Extraordinary among the displays are over 500 Katsina (the Hopi word for “Kachina”) dolls, the culturally-important carved figures representing Katsina spirit messengers with a wide range of styles and characteristics. The dolls are given to young girls as gifts symbolizing prayers for good health, growth, and fertility.
in the courtyards, at the museum entrance, and throughout other outdoor areas of the museum there are numerous sculptures capturing the perspectives of American Indian artists. I really liked the bronze sculpture below by Doug Hyde, Intertribal Greeting, outside the main entrance to the museum.
I enjoyed a stroll in the Nichols Sculpture Garden where the stainless steel sculpture shown below by Bob Haozous, Woman in Love, caught my attention.

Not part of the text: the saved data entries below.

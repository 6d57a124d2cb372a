//! Auxiliary data for solvers
//!
//! Solvers reach the network only through [`DataSource`], which lets tests
//! serve fixtures from memory. References found in a question are resolved
//! against the quiz page's origin with [`resolve_reference`].

use crate::config::SolverSection;
use crate::fetch::{parse_http_url, FetchError};
use async_trait::async_trait;
use regex::Regex;
use serde_json::Value;
use std::time::Duration;
use tracing::debug;

/// Read-only HTTP GET access to auxiliary files
#[async_trait]
pub trait DataSource: Send + Sync {
    async fn get_bytes(&self, url: &str) -> Result<Vec<u8>, FetchError>;

    async fn get_text(&self, url: &str) -> Result<String, FetchError> {
        let bytes = self.get_bytes(url).await?;
        Ok(String::from_utf8_lossy(&bytes).into_owned())
    }

    async fn get_json(&self, url: &str) -> Result<Value, FetchError> {
        let bytes = self.get_bytes(url).await?;
        serde_json::from_slice(&bytes).map_err(|e| FetchError::decode(format!("{url}: {e}")))
    }
}

pub struct HttpDataSource {
    client: reqwest::Client,
    timeout_ms: u64,
}

impl HttpDataSource {
    pub fn new(config: &SolverSection) -> Result<Self, FetchError> {
        // The repository listing API refuses requests without a user agent
        let client = reqwest::Client::builder()
            .timeout(Duration::from_secs(config.fetch_timeout_secs))
            .user_agent(concat!("quizchain/", env!("CARGO_PKG_VERSION")))
            .build()?;

        Ok(Self {
            client,
            timeout_ms: config.fetch_timeout_secs * 1000,
        })
    }
}

#[async_trait]
impl DataSource for HttpDataSource {
    async fn get_bytes(&self, url: &str) -> Result<Vec<u8>, FetchError> {
        let parsed = parse_http_url(url)?;
        debug!(url = %parsed, "Fetching auxiliary data");

        let response = self.client.get(parsed).send().await.map_err(|e| {
            if e.is_timeout() {
                FetchError::Timeout {
                    timeout_ms: self.timeout_ms,
                }
            } else {
                FetchError::Network(e)
            }
        })?;

        let status = response.status();
        if !status.is_success() {
            return Err(FetchError::Http {
                status: status.as_u16(),
                url: url.to_string(),
            });
        }

        Ok(response.bytes().await?.to_vec())
    }
}

/// Turn a reference from question text into an absolute URL
///
/// Absolute http(s) references pass through. Anything else is joined to the
/// origin's scheme and host, with or without a leading slash.
pub fn resolve_reference(origin_url: &str, reference: &str) -> Result<String, FetchError> {
    let reference = reference.trim();
    if reference.starts_with("http://") || reference.starts_with("https://") {
        return Ok(reference.to_string());
    }

    let origin = parse_http_url(origin_url)?;
    let path = reference.trim_start_matches("./");
    let path = if path.starts_with('/') {
        path.to_string()
    } else {
        format!("/{path}")
    };

    Ok(format!("{}{}", origin.origin().ascii_serialization(), path))
}

/// Find the first reference to a file with one of `extensions`
///
/// Absolute URLs win over site-relative paths, which win over `href`/`src`
/// attribute values. The question is searched before the markup.
pub fn find_reference(question: &str, markup: &str, extensions: &[&str]) -> Option<String> {
    let alternation = extensions
        .iter()
        .map(|ext| regex::escape(ext.trim_start_matches('.')))
        .collect::<Vec<_>>()
        .join("|");

    let patterns = [
        format!(r#"(?i)(https?://[^\s<>"']+\.(?:{alternation})\b(?:\?[^\s<>"']*)?)"#),
        format!(r#"(?i)(?:^|[\s("'])(/[^\s<>"']+\.(?:{alternation}))\b"#),
        format!(r#"(?i)(?:href|src)=["']([^"']+\.(?:{alternation})(?:\?[^"']*)?)["']"#),
    ];

    let compiled: Vec<Regex> = patterns
        .iter()
        .filter_map(|pattern| Regex::new(pattern).ok())
        .collect();

    for source in [question, markup] {
        for regex in &compiled {
            if let Some(found) = regex.captures(source).and_then(|c| c.get(1)) {
                return Some(found.as_str().to_string());
            }
        }
    }

    None
}

/// Like [`find_reference`], resolved against the origin
pub fn locate(
    origin_url: &str,
    question: &str,
    markup: &str,
    extensions: &[&str],
) -> Option<Result<String, FetchError>> {
    find_reference(question, markup, extensions)
        .map(|reference| resolve_reference(origin_url, &reference))
}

Remembering Our Indian School Days: The Boarding School Experience (ongoing)
January 2021 update: Since my visit, this exhibit has been updated and the name has been changed to “Away from Home: American Indian Boarding School Stories”
A very thought-provoking and eye-opening exhibit is Remembering Our Indian School Days: The Boarding School Experience. It presents the stories and memorabilia of four generations of American Indians who were forced by the federal government to attend boarding schools to be assimilated into mainstream society. The words of Chancellor Lipincott of University of Kansas at the dedication of the Haskell school on September 17, 1884 emphasize the philosophy of the United States government of the time:
“When one Indian boy or girl leaves this school with an education, the “Indian Problem” will forever be solved for him and his children.”
For the American Indians it was a sad mandate aimed at destroying their culture.
Edward Jacobson Gallery
Further perspectives about the boarding school period and displacement of Native people is found in the bold and disturbing scenes in Fear of a Red Planet, paintings by Steven Yazzie, filling three walls of the of the Edward Jacobson Gallery (upstairs). Yazzie’s Black White Blue Yellow (BWBY), a video and sound installation exploring four sacred mountains of the Diné/Navajo people is downstairs in the Jacobson Gallery through through October 15, 2017.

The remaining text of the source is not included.